勉強が始められない理由の多くは、「理解しなければならない」と構えてしまうことにあります。

理解をゴールにすると、開けなくなる

教材を開く前に「今日はここを理解する」と決めると、開くまでのハードルが一気に上がります。理解には時間も集中力も必要で、いまの自分にそれがあるかを考えているうちに、開かないまま時間が過ぎます。

しかも理解は、一度で達成できるものではありません。にもかかわらず一回の勉強に理解を求めると、達成できなかった日が「失敗した日」になります。失敗が続けば、教材そのものが嫌になります。

ゴールを「接触回数」に置き換える

そこで、その日のゴールを理解ではなく接触に変えます。

  • 教材を開く
  • 見出しを一つ読む
  • 昨日読んだところをもう一度眺める

これだけで、その日は達成です。物足りなく感じるかもしれませんが、目的は一日の成果ではなく、教材を開く習慣が途切れないことです。

繰り返し触れることが、結果的に理解になる

同じ内容でも、間隔をあけて何度も触れるほうが記憶に残りやすいことは、学習の分野でよく知られています。一度で完全に理解しようとするより、浅くても複数回触れるほうが効率がいい場面は多いのです。

つまり接触回数を稼ぐ方針は、妥協ではなく合理的な戦略でもあります。「今日は開いただけ」で構いません。それが十回積み重なれば、内容は自然に馴染んできます。

分からないところは飛ばして進む

接触回数を優先すると決めたら、分からない箇所で止まらないことも大事です。

止まって粘るのは、時間と気力に余裕がある日にだけ許される贅沢です。余裕がない日に粘ると、その一箇所で終わり、次の日から教材が「あの嫌な場所」になります。

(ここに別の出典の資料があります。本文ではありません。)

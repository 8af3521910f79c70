/// All possible errors in this crate
#[derive(Debug, Clone, PartialEq)]
#[cfg_attr(feature = "defmt", derive(defmt::Format))]
pub enum Error<E> {
    /// I²C bus error.
    I2C(E),
    /// A register read from the device holds a bit pattern that has no typed value.
    InvalidBitPattern(InvalidBitPattern),
}

impl<E> From<InvalidBitPattern> for Error<E> {
    fn from(err: InvalidBitPattern) -> Self {
        Error::InvalidBitPattern(err)
    }
}

/// The bits found in a register field that match none of the field's values.
#[derive(Debug, Clone, Copy, PartialEq, Eq)]
#[cfg_attr(feature = "defmt", derive(defmt::Format))]
pub struct InvalidBitPattern {
    pub start_index: u8,
    pub width: u8,
    pub bits: u16,
}

#[derive(Debug, Clone, Copy, PartialEq)]
#[cfg_attr(feature = "defmt", derive(defmt::Format))]
pub struct LuxData {
    /// Count read from the ambient light data register.
    pub raw: u16,
    /// `raw` scaled by the resolution of the configuration active at read time.
    pub lux: f64,
}
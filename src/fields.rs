//! Typed values of every bitfield the driver reads or writes.
//!
//! The discriminant of each variant is its bit pattern inside the register.

/// `ALS_SD`: shut the sensor down.
#[derive(Debug, Clone, Copy, PartialEq, Eq, FromPrimitive, ToPrimitive)]
#[cfg_attr(feature = "defmt", derive(defmt::Format))]
pub enum Shutdown {
    PowerOn = 0b0,
    PowerOff = 0b1,
}

/// `ALS_INT_EN`: threshold interrupt enable.
#[derive(Debug, Clone, Copy, PartialEq, Eq, FromPrimitive, ToPrimitive)]
#[cfg_attr(feature = "defmt", derive(defmt::Format))]
pub enum InterruptEnable {
    Disabled = 0b0,
    Enabled = 0b1,
}

/// Channel selection, used both for the enabled channel and the interrupt source.
#[derive(Debug, Clone, Copy, PartialEq, Eq, FromPrimitive, ToPrimitive)]
#[cfg_attr(feature = "defmt", derive(defmt::Format))]
pub enum Channel {
    AmbientLight = 0b0,
    White = 0b1,
}

/// Consecutive out-of-window samples required before the interrupt fires.
#[derive(Debug, Clone, Copy, PartialEq, Eq, FromPrimitive, ToPrimitive)]
#[cfg_attr(feature = "defmt", derive(defmt::Format))]
pub enum Persistence {
    One = 0b00,
    Two = 0b01,
    Four = 0b10,
    Eight = 0b11,
}

impl Persistence {
    pub fn count(self) -> u8 {
        match self {
            Persistence::One => 1,
            Persistence::Two => 2,
            Persistence::Four => 4,
            Persistence::Eight => 8,
        }
    }
}

/// `ALS_IT`: integration time. Only these six patterns of the 4-bit field are valid.
#[derive(Debug, Clone, Copy, PartialEq, Eq, FromPrimitive, ToPrimitive)]
#[cfg_attr(feature = "defmt", derive(defmt::Format))]
pub enum IntegrationTime {
    Ms25 = 0b1100,
    Ms50 = 0b1000,
    Ms100 = 0b0000,
    Ms200 = 0b0001,
    Ms400 = 0b0010,
    Ms800 = 0b0011,
}

impl IntegrationTime {
    pub fn milliseconds(self) -> u32 {
        match self {
            IntegrationTime::Ms25 => 25,
            IntegrationTime::Ms50 => 50,
            IntegrationTime::Ms100 => 100,
            IntegrationTime::Ms200 => 200,
            IntegrationTime::Ms400 => 400,
            IntegrationTime::Ms800 => 800,
        }
    }
}

impl From<IntegrationTime> for f64 {
    fn from(itime: IntegrationTime) -> Self {
        itime.milliseconds() as f64
    }
}

/// `ALS_GAIN`: analog front-end gain.
#[derive(Debug, Clone, Copy, PartialEq, Eq, FromPrimitive, ToPrimitive)]
#[cfg_attr(feature = "defmt", derive(defmt::Format))]
pub enum Gain {
    Normal = 0b0,
    Double = 0b1,
}

/// `DG`: digital gain, doubles sensitivity independently of [`Gain`].
#[derive(Debug, Clone, Copy, PartialEq, Eq, FromPrimitive, ToPrimitive)]
#[cfg_attr(feature = "defmt", derive(defmt::Format))]
pub enum DoubleGain {
    Normal = 0b0,
    Double = 0b1,
}

/// `SENS`: photodiode sensitivity.
#[derive(Debug, Clone, Copy, PartialEq, Eq, FromPrimitive, ToPrimitive)]
#[cfg_attr(feature = "defmt", derive(defmt::Format))]
pub enum Sensitivity {
    Low = 0b0,
    High = 0b1,
}

/// `PSM`: wait time between measurements in power saving mode.
#[derive(Debug, Clone, Copy, PartialEq, Eq, FromPrimitive, ToPrimitive)]
#[cfg_attr(feature = "defmt", derive(defmt::Format))]
pub enum PowerSavingWait {
    Ms400 = 0b00,
    Ms800 = 0b01,
    Ms1600 = 0b10,
    Ms3200 = 0b11,
}

/// `PSM_EN`
#[derive(Debug, Clone, Copy, PartialEq, Eq, FromPrimitive, ToPrimitive)]
#[cfg_attr(feature = "defmt", derive(defmt::Format))]
pub enum PowerSaving {
    Disabled = 0b0,
    Enabled = 0b1,
}

/// Threshold interrupt flag, cleared by the device when the status register is read.
#[derive(Debug, Clone, Copy, PartialEq, Eq, FromPrimitive, ToPrimitive)]
#[cfg_attr(feature = "defmt", derive(defmt::Format))]
pub enum ThresholdFlag {
    Clear = 0b0,
    Crossed = 0b1,
}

分からなければ印だけ付けて先に進みます。先を読むと前の内容が分かることは珍しくありません。順番どおりに理解しなければならない、という決まりはありません。

開いたまま閉じない工夫

教材を開いたら、そのまま机に置いておくのも有効です。閉じてしまうと、次に開くとき再びゼロからの抵抗が発生します。開きっぱなしなら、通りがかりに目が落ちるだけで接触が一回増えます。

同じ理由で、勉強する場所は毎回変えないほうが楽です。場所が決まっていれば、そこに座ること自体が合図になります。

進んだ量ではなく、触れた日を数える

記録をつけるなら、進んだページ数ではなく「触れた日」を数えてください。

ページ数で記録すると、少ししか進まなかった日が失敗に見えます。触れた日で数えれば、開いただけの日も一日として残ります。続けることが目的である以上、残すべきはその事実です。

環境と記録のほうを変えて、意志に頼る場面を減らしていきましょう。

時間ではなく回数で計画する

勉強の計画を「1日2時間」と時間で立てると、時間が取れない日は最初から諦めることになります。

代わりに「1日1回開く」と回数で立てると、5分しかない日でも達成できます。時間があるときは自然に長くなるので、上限を決める必要はありません。決めるのは下限だけです。

得意な範囲から始める日を作る

気力が低い日に、いちばん苦手な範囲から始めると、そこで終わります。

そういう日は、すでに分かっている範囲を読み返すだけにします。復習は接触回数として十分に価値があり、しかも抵抗が小さい。苦手な範囲は、調子のいい日に回してください。順番を選べることも、続けるための工夫の一つです。

教材を増やさない

不安になると新しい参考書や講座に手を伸ばしたくなりますが、教材が増えるほど「どれをやるか」の判断が増えます。

判断が増えると着手が遅れ、どれも中途半端になります。いま持っているものを最後まで使い切るほうが、接触回数は確実に増えます。教材選びに悩む時間は、そのまま勉強しない時間です。